The plan has generated considerable controversy in Long Beach and Oceanside, over health issues generated by cables stretching from the wind turbines to the E.F. Barrett Power Plant in Island Park.

But the experts were not always successful.

The presentation was organized by the Citizens Campaign for the Environment (CCE) led by its executive director, Adrienne Esposito.

Topics included the basics of the Offshore Wind project, the dangers of electromagnetic fields (EMFs), how the project will affect marine life and the benefit for local labor and jobs.

Esposito explained what the Offshore Wind project is and why the state is moving along with the project. She said that, in order for the project to operate, the turbines must be connected to a cable that will run underneath Long Beach’s streets.

Esposito said New York’s lost over $100 billion amid 31 extreme weather events that occurred in the 2010s, highlighted by Super storm Sandy in 2012. Esposito also pointed towards tornadoes hitting Long Island last September as well.

Esposito said that, according to a study by the National Oceanic and Atmospheric Administration in 2017, the ocean may rise up towards Merrick Road in Oceanside, effectively capsizing the entirety of the barrier island. 

At times, when opponents shouted at Esposito during her presentation, she responded that,  “These are just the facts, and either you accept them, or you don’t I’m just telling you the facts, I can’t change them.”

Dr. Ben Cotts, a principal engineer at Menlo Park, Calif.-based Exponent, Inc., was brought to the presentation as an expert on EMFs and the potential harm that be done to the community.

Cotts emphasized that EMFs were not harmful to the Long Beach community, and will not interrupt the community differently than other normal day-to-day objects.

However, midway through Cotts’ presentation, contention arose from the opposition. “Where do you live?” a resident shouted at Cotts. “Do you and your family live in Long Beach?”

After Cotts concluded, a presentation on marine life from Rob DiGiovanni of the Atlantic Marine Conservation Society was offered, explaining that despite the fact that whales are going through what NOAA says is an “unusual mortality event,” these are more often than not caused by vessel strikes off the coast, according to their necropsies.

On the labor side, presenters wanted to make it very clear that abandoning this project would have large ramifications.

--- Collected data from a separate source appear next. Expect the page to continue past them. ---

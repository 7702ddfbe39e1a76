//! Search page view.
//!
//! # Design
//! - Every keystroke issues a lookup carrying a fresh sequence token; a
//!   response is applied only while its token is still the latest, so a
//!   slow earlier response can never overwrite a newer list.
//! - Keystroke lookups are never recorded in history; picking a suggestion
//!   or pressing Enter records the term through the log queue.

use gloo::console;
use gloo::events::EventListener;
use gloo::file::callbacks::FileReader;
use gloo::utils::document;
use gloo_timers::callback::Timeout;
use wasm_bindgen::JsCast;
use web_sys::HtmlInputElement;
use yew::platform::spawn_local;
use yew::prelude::*;
use yew_router::prelude::*;

use crate::app::api::SessionCtx;
use crate::app::routes::SearchQuery;
use crate::components::toast::Toaster;
use crate::features::search::state::SaveControl;
use crate::state::RequestSequence;

/// Give the backend a moment to index a fresh upload before re-running the
/// current lookup against it.
const RETRIGGER_DELAY_MS: u32 = 150;

#[function_component(SearchPage)]
pub(crate) fn search_page() -> Html {
    let session = use_context::<SessionCtx>();
    let toaster = use_context::<Toaster>();
    let location = use_location();
    let refresh = use_force_update();
    let query = use_state(String::new);
    let suggestions = use_state(Vec::<String>::new);
    let query_model = use_mut_ref(String::new);
    let seq = use_mut_ref(RequestSequence::new);
    let save = use_mut_ref(|| SaveControl::Hidden);
    let reader = use_mut_ref(|| None::<FileReader>);
    let wrapper = use_node_ref();

    let (Some(session), Some(toaster)) = (session, toaster) else {
        return html! {
            <div class="panel">
                <p class="text-sm text-error">{"Missing session context."}</p>
            </div>
        };
    };

    let run_lookup = {
        let session = session.clone();
        let suggestions = suggestions.clone();
        let seq = seq.clone();
        Callback::from(move |text: String| {
            let trimmed = text.trim().to_string();
            if trimmed.is_empty() {
                // Invalidate any in-flight lookup so it cannot repopulate
                // the list after the input was cleared.
                let _ = seq.borrow_mut().issue();
                suggestions.set(Vec::new());
                return;
            }
            let token = seq.borrow_mut().issue();
            let session = session.clone();
            let suggestions = suggestions.clone();
            let seq = seq.clone();
            spawn_local(async move {
                let result = session.client.suggest(&trimmed, &session.user).await;
                if !seq.borrow().is_current(token) {
                    return;
                }
                match result {
                    Ok(list) => suggestions.set(list),
                    Err(err) => {
                        console::error!("suggestion lookup failed", err.to_string());
                        suggestions.set(Vec::new());
                    }
                }
            });
        })
    };

    {
        let query = query.clone();
        let query_model = query_model.clone();
        let run_lookup = run_lookup.clone();
        use_effect_with_deps(
            move |_| {
                let initial = location
                    .and_then(|location| location.query::<SearchQuery>().ok())
                    .and_then(|params| params.query);
                if let Some(term) = initial {
                    *query_model.borrow_mut() = term.clone();
                    query.set(term.clone());
                    run_lookup.emit(term);
                }
                || ()
            },
            (),
        );
    }

    {
        let suggestions = suggestions.clone();
        let wrapper = wrapper.clone();
        use_effect_with_deps(
            move |_| {
                let click = {
                    let suggestions = suggestions.clone();
                    let wrapper = wrapper.clone();
                    EventListener::new(&document(), "click", move |event| {
                        let target = event
                            .target()
                            .and_then(|target| target.dyn_into::<web_sys::Node>().ok());
                        let inside = wrapper
                            .cast::<web_sys::Node>()
                            .zip(target)
                            .is_some_and(|(wrapper, target)| wrapper.contains(Some(&target)));
                        if !inside {
                            suggestions.set(Vec::new());
                        }
                    })
                };
                let escape = EventListener::new(&document(), "keydown", move |event| {
                    let is_escape = event
                        .dyn_ref::<web_sys::KeyboardEvent>()
                        .is_some_and(|event| event.key() == "Escape");
                    if is_escape {
                        suggestions.set(Vec::new());
                    }
                });
                move || {
                    drop(click);
                    drop(escape);
                }
            },
            (),
        );
    }

    let on_input = {
        let query = query.clone();
        let query_model = query_model.clone();
        let save = save.clone();
        let run_lookup = run_lookup.clone();
        Callback::from(move |event: InputEvent| {
            let Some(input) = event.target_dyn_into::<HtmlInputElement>() else {
                return;
            };
            let value = input.value();
            *query_model.borrow_mut() = value.clone();
            *save.borrow_mut() = SaveControl::Hidden;
            query.set(value.clone());
            run_lookup.emit(value);
        })
    };

    let on_keydown = {
        let session = session.clone();
        let query_model = query_model.clone();
        Callback::from(move |event: KeyboardEvent| {
            // Enter records the term but leaves any open dropdown alone.
            if event.key() == "Enter" {
                event.prevent_default();
                let term = query_model.borrow().trim().to_string();
                if !term.is_empty() {
                    session.logs.record_search(&session.user, &term);
                }
            }
        })
    };

    let on_pick = {
        let session = session.clone();
        let query = query.clone();
        let query_model = query_model.clone();
        let suggestions = suggestions.clone();
        let save = save.clone();
        let run_lookup = run_lookup.clone();
        Callback::from(move |term: String| {
            *query_model.borrow_mut() = term.clone();
            {
                let mut control = save.borrow_mut();
                *control = control.on_chosen();
            }
            query.set(term.clone());
            suggestions.set(Vec::new());
            session.logs.record_search(&session.user, &term);
            run_lookup.emit(term);
        })
    };

    let on_save = {
        let session = session.clone();
        let toaster = toaster.clone();
        let query_model = query_model.clone();
        let save = save.clone();
        let refresh = refresh.clone();
        Callback::from(move |_: MouseEvent| {
            let term = query_model.borrow().trim().to_string();
            if term.is_empty() {
                return;
            }
            let begun = {
                let mut control = save.borrow_mut();
                let before = *control;
                *control = control.begin();
                before == SaveControl::Ready
            };
            if !begun {
                return;
            }
            refresh.force_update();
            let session = session.clone();
            let toaster = toaster.clone();
            let save = save.clone();
            let refresh = refresh.clone();
            spawn_local(async move {
                let result = session.client.save_search(&session.user, &term).await;
                {
                    let mut control = save.borrow_mut();
                    *control = control.finish(result.is_ok());
                }
                match result {
                    Ok(()) => toaster.success(format!("Saved \"{term}\"")),
                    Err(err) => toaster.error(format!("Could not save \"{term}\": {err}")),
                }
                refresh.force_update();
            });
        })
    };

    let on_file = {
        let session = session.clone();
        let toaster = toaster.clone();
        let query_model = query_model.clone();
        let run_lookup = run_lookup.clone();
        let reader = reader.clone();
        Callback::from(move |event: Event| {
            let Some(input) = event.target_dyn_into::<HtmlInputElement>() else {
                return;
            };
            let Some(file) = input.files().and_then(|files| files.get(0)) else {
                return;
            };
            let filename = file.name();
            let file = gloo::file::File::from(file);
            // Reset the control so picking the same file again re-fires.
            input.set_value("");
            let session = session.clone();
            let toaster = toaster.clone();
            let query_model = query_model.clone();
            let run_lookup = run_lookup.clone();
            *reader.borrow_mut() = Some(gloo::file::callbacks::read_as_text(
                &file,
                move |result| match result {
                    Ok(content) => {
                        spawn_local(async move {
                            match session
                                .client
                                .upload_text(&session.user, &filename, &content)
                                .await
                            {
                                Ok(ack) => {
                                    let message = ack.trim().to_string();
                                    if message.is_empty() {
                                        toaster.success(format!("Uploaded {filename}"));
                                    } else {
                                        toaster.success(message);
                                    }
                                }
                                Err(err) => toaster.error(format!("Upload failed: {err}")),
                            }
                            // Either way the backend may have (partially)
                            // indexed new words for the current query.
                            let text = query_model.borrow().clone();
                            if !text.trim().is_empty() {
                                Timeout::new(RETRIGGER_DELAY_MS, move || {
                                    run_lookup.emit(text);
                                })
                                .forget();
                            }
                        });
                    }
                    Err(err) => toaster.error(format!("Could not read file: {err}")),
                },
            ));
        })
    };

    let suggestion_items = (*suggestions).clone();
    let control = *save.borrow();
    let dropped = session.logs.dropped();

    let save_row = match control {
        SaveControl::Hidden => html! {},
        SaveControl::Ready => html! {
            <button class="save" onclick={on_save}>{"Save this search"}</button>
        },
        SaveControl::Saving => html! {
            <button class="save" disabled=true>{"Saving…"}</button>
        },
        SaveControl::Saved => html! { <span class="muted">{"Saved ✓"}</span> },
    };

    html! {
        <section class="page search-page">
            <div class="page-header">
                <h2>{"Word Search"}</h2>
            </div>
            <div class="search-box" ref={wrapper}>
                <input
                    type="search"
                    placeholder="Start typing a word…"
                    value={(*query).clone()}
                    oninput={on_input}
                    onkeydown={on_keydown} />
                {if suggestion_items.is_empty() {
                    html! {}
                } else {
                    html! {
                        <ul class="suggestions">
                            {for suggestion_items.iter().map(|term| {
                                let on_pick = on_pick.clone();
                                let value = term.clone();
                                html! {
                                    <li key={term.clone()}>
                                        <button class="link" onclick={Callback::from(move |_| on_pick.emit(value.clone()))}>
                                            {term.clone()}
                                        </button>
                                    </li>
                                }
                            })}
                        </ul>
                    }
                }}
            </div>
            <div class="save-row">{save_row}</div>
            <div class="upload-box">
                <label>
                    {"Upload a word list"}
                    <input type="file" accept=".txt" onchange={on_file} />
                </label>
            </div>
            {if dropped > 0 {
                html! {
                    <p class="muted">{format!("{dropped} searches could not be recorded")}</p>
                }
            } else {
                html! {}
            }}
        </section>
    }
}
//! Browser-side service clients (HTTP + background logging).

pub(crate) mod api;
pub(crate) mod log_queue;
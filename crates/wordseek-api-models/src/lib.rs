#![forbid(unsafe_code)]
#![deny(
    warnings,
    dead_code,
    unused,
    unused_imports,
    unused_must_use,
    unreachable_pub,
    clippy::all,
    clippy::pedantic,
    clippy::cargo,
    clippy::nursery,
    rustdoc::broken_intra_doc_links,
    rustdoc::bare_urls,
    missing_docs
)]
//! Shared HTTP DTOs for the Wordseek CGI endpoint.
//!
//! The backend speaks a loose contract: list endpoints answer with either a
//! JSON array or a bare `{"error": "..."}` object, and mutations answer with
//! `{"success": true}` or `{"error": "..."}`. These types capture both shapes
//! so the UI never has to branch on raw `serde_json::Value`s.
use serde::{Deserialize, Serialize};

/// One recorded search from the per-user history list.
#[derive(Debug, Clone, Serialize, Deserialize, PartialEq, Eq)]
pub struct HistoryEntry {
    /// Server-assigned identifier, unique within one fetched list.
    pub id: u64,
    /// The term that was searched.
    pub search_term: String,
    /// Server-formatted timestamp; the client never re-sorts on it.
    pub timestamp: String,
}

/// One saved search from the per-user saved list.
#[derive(Debug, Clone, Serialize, Deserialize, PartialEq, Eq)]
pub struct SavedSearch {
    /// Server-assigned identifier, unique within one fetched list.
    pub id: u64,
    /// The term that was saved.
    pub search_term: String,
    /// Server-formatted timestamp of the save.
    pub timestamp: String,
}

/// One uploaded file from the per-user uploads list.
#[derive(Debug, Clone, Serialize, Deserialize, PartialEq, Eq)]
pub struct UploadEntry {
    /// Original filename supplied at upload time.
    pub filename: String,
    /// Server-formatted upload timestamp.
    pub upload_time: String,
}

/// Per-user settings returned by `get_settings=1`.
#[derive(Debug, Clone, Serialize, Deserialize, PartialEq, Eq)]
pub struct UserSettings {
    /// Name of the stylesheet the user picked, when one is stored.
    #[serde(default)]
    pub theme: Option<String>,
}

/// Profile payload returned by `get_profile=1`.
///
/// The backend echoes the stored password verbatim; that is its contract,
/// not ours to second-guess.
#[derive(Debug, Clone, Serialize, Deserialize, PartialEq, Eq)]
pub struct ProfileData {
    /// Account name.
    pub username: String,
    /// Stored password, echoed by the backend.
    pub password: String,
}

/// Acknowledgement body for mutation endpoints.
#[derive(Debug, Clone, Serialize, Deserialize, PartialEq, Eq)]
pub struct MutationAck {
    /// Present and `true` when the mutation was applied.
    #[serde(default)]
    pub success: Option<bool>,
    /// Server-supplied error string, shown to the user verbatim.
    #[serde(default)]
    pub error: Option<String>,
}

impl MutationAck {
    /// Collapse the ack into a result, treating a missing `success` flag as
    /// a failure rather than trusting an ambiguous body.
    ///
    /// # Errors
    /// Returns the server error string, or a fixed message when the body
    /// carried neither field.
    pub fn into_result(self) -> Result<(), String> {
        if let Some(error) = self.error {
            return Err(error);
        }
        if self.success == Some(true) {
            return Ok(());
        }
        Err("request was not acknowledged".to_string())
    }
}

/// Error object some endpoints return in place of a list.
#[derive(Debug, Clone, Serialize, Deserialize, PartialEq, Eq)]
pub struct ApiFailure {
    /// Human-readable reason, shown verbatim.
    pub error: String,
}

/// A list endpoint answers with either a JSON array or an error object.
#[derive(Debug, Clone, Deserialize, PartialEq, Eq)]
#[serde(untagged)]
pub enum ListPayload<T> {
    /// The expected collection, possibly empty.
    Items(Vec<T>),
    /// A bare `{"error": "..."}` body.
    Failure(ApiFailure),
}

impl<T> ListPayload<T> {
    /// Collapse the payload into a result.
    ///
    /// # Errors
    /// Returns the server error string when the body was an error object.
    pub fn into_result(self) -> Result<Vec<T>, String> {
        match self {
            Self::Items(items) => Ok(items),
            Self::Failure(failure) => Err(failure.error),
        }
    }
}

/// An object endpoint answers with either its payload or an error object.
///
/// Only meaningful for payloads with at least one required field; a payload
/// whose fields are all optional would swallow the error shape.
#[derive(Debug, Clone, Deserialize, PartialEq, Eq)]
#[serde(untagged)]
pub enum ObjectPayload<T> {
    /// The expected payload.
    Value(T),
    /// A bare `{"error": "..."}` body.
    Failure(ApiFailure),
}

impl<T> ObjectPayload<T> {
    /// Collapse the payload into a result.
    ///
    /// # Errors
    /// Returns the server error string when the body was an error object.
    pub fn into_result(self) -> Result<T, String> {
        match self {
            Self::Value(value) => Ok(value),
            Self::Failure(failure) => Err(failure.error),
        }
    }
}

#[cfg(test)]
mod tests {
    use super::*;

    #[test]
    fn history_list_deserialises() {
        let body = r#"[
            {"id": 1, "search_term": "cat", "timestamp": "2026-08-20 10:00:00"},
            {"id": 2, "search_term": "dog", "timestamp": "2026-08-20 11:00:00"}
        ]"#;
        let payload: ListPayload<HistoryEntry> = serde_json::from_str(body).unwrap();
        let items = payload.into_result().unwrap();
        assert_eq!(items.len(), 2);
        assert_eq!(items[0].search_term, "cat");
        assert_eq!(items[1].id, 2);
    }

    #[test]
    fn error_object_beats_list_shape() {
        let body = r#"{"error": "db unavailable"}"#;
        let payload: ListPayload<HistoryEntry> = serde_json::from_str(body).unwrap();
        assert_eq!(payload.into_result().unwrap_err(), "db unavailable");
    }

    #[test]
    fn empty_list_is_items_not_failure() {
        let payload: ListPayload<UploadEntry> = serde_json::from_str("[]").unwrap();
        assert_eq!(payload.into_result().unwrap().len(), 0);
    }

    #[test]
    fn ack_success() {
        let ack: MutationAck = serde_json::from_str(r#"{"success": true}"#).unwrap();
        assert!(ack.into_result().is_ok());
    }

    #[test]
    fn ack_error_is_verbatim() {
        let ack: MutationAck = serde_json::from_str(r#"{"error": "not yours"}"#).unwrap();
        assert_eq!(ack.into_result().unwrap_err(), "not yours");
    }

    #[test]
    fn ack_without_flag_is_not_success() {
        let ack: MutationAck = serde_json::from_str("{}").unwrap();
        assert!(ack.into_result().is_err());
    }

    #[test]
    fn profile_body_or_error_object() {
        let body = r#"{"username": "alice", "password": "hunter2"}"#;
        let payload: ObjectPayload<ProfileData> = serde_json::from_str(body).unwrap();
        let profile = payload.into_result().unwrap();
        assert_eq!(profile.username, "alice");
        // The page displays this verbatim, so it must round-trip untouched.
        assert_eq!(profile.password, "hunter2");

        let body = r#"{"error": "no such user"}"#;
        let payload: ObjectPayload<ProfileData> = serde_json::from_str(body).unwrap();
        assert_eq!(payload.into_result().unwrap_err(), "no such user");
    }

    #[test]
    fn settings_theme_is_optional() {
        let settings: UserSettings = serde_json::from_str("{}").unwrap();
        assert_eq!(settings.theme, None);
        let settings: UserSettings = serde_json::from_str(r#"{"theme": "dark"}"#).unwrap();
        assert_eq!(settings.theme.as_deref(), Some("dark"));
    }
}
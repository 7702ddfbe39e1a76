//! Shared presentational components.

pub(crate) mod atoms;
pub(crate) mod toast;
//! Profile feature state.

use crate::logic;

/// The password-change form as typed, before any validation.
#[derive(Clone, Debug, Default, PartialEq, Eq)]
pub struct PasswordForm {
    /// First password field.
    pub new_password: String,
    /// Confirmation field; must match exactly.
    pub confirm: String,
}

impl PasswordForm {
    /// Validate locally. A violation produces the message to show inline
    /// and means no request is sent.
    ///
    /// # Errors
    /// Returns the user-facing message when the password is too short or
    /// the fields do not match.
    pub fn validate(&self) -> Result<(), String> {
        logic::validate_password(&self.new_password, &self.confirm)
    }

    /// Clear both fields after a successful change.
    pub fn reset(&mut self) {
        self.new_password.clear();
        self.confirm.clear();
    }
}

#[cfg(test)]
mod tests {
    use super::*;

    fn form(new_password: &str, confirm: &str) -> PasswordForm {
        PasswordForm {
            new_password: new_password.to_string(),
            confirm: confirm.to_string(),
        }
    }

    #[test]
    fn short_password_is_rejected_locally() {
        assert_eq!(
            form("ab", "ab").validate(),
            Err("Password must be at least 3 characters long.".to_string())
        );
    }

    #[test]
    fn mismatched_fields_are_rejected_locally() {
        assert_eq!(
            form("abc", "abd").validate(),
            Err("Passwords do not match.".to_string())
        );
    }

    #[test]
    fn valid_form_passes_and_resets_clean() {
        let mut valid = form("abc", "abc");
        assert_eq!(valid.validate(), Ok(()));
        valid.reset();
        assert_eq!(valid, PasswordForm::default());
    }
}
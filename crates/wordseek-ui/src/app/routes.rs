//! Routing definitions for the Wordseek UI.
use serde::{Deserialize, Serialize};
use yew_router::prelude::*;

#[derive(Clone, Routable, PartialEq, Eq, Debug)]
pub(crate) enum Route {
    #[at("/")]
    Search,
    #[at("/history")]
    History,
    #[at("/saved")]
    Saved,
    #[at("/uploads")]
    Uploads,
    #[at("/profile")]
    Profile,
    #[not_found]
    #[at("/404")]
    NotFound,
}

/// Query parameters the search route accepts. Other pages navigate here
/// with a term to pre-fill and immediately look up.
#[derive(Clone, Debug, Default, PartialEq, Eq, Serialize, Deserialize)]
pub(crate) struct SearchQuery {
    #[serde(skip_serializing_if = "Option::is_none")]
    pub query: Option<String>,
}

“I just ask that you consider the people sitting to your left and right,” said Ryan Stanton, the executive director of the Long Island Federation of Labor. “The people to your left and right have to provide for their families, and I have to advocate for them. If they don’t advocate for their work, their work doesn’t move forward, and they can’t provide for their families.”

After the panel spoke, the conference turned to a question and answer, and the most prevalent topic was on EMFs.

Long Beach resident Kelly Martinsen raised questions to Cotts on a study recently published by the National Library of Medicine. The study, published in May 2021, concluded that “...significant associations were observed between exposure to extremely low frequency magnetic fields and childhood leukemia.”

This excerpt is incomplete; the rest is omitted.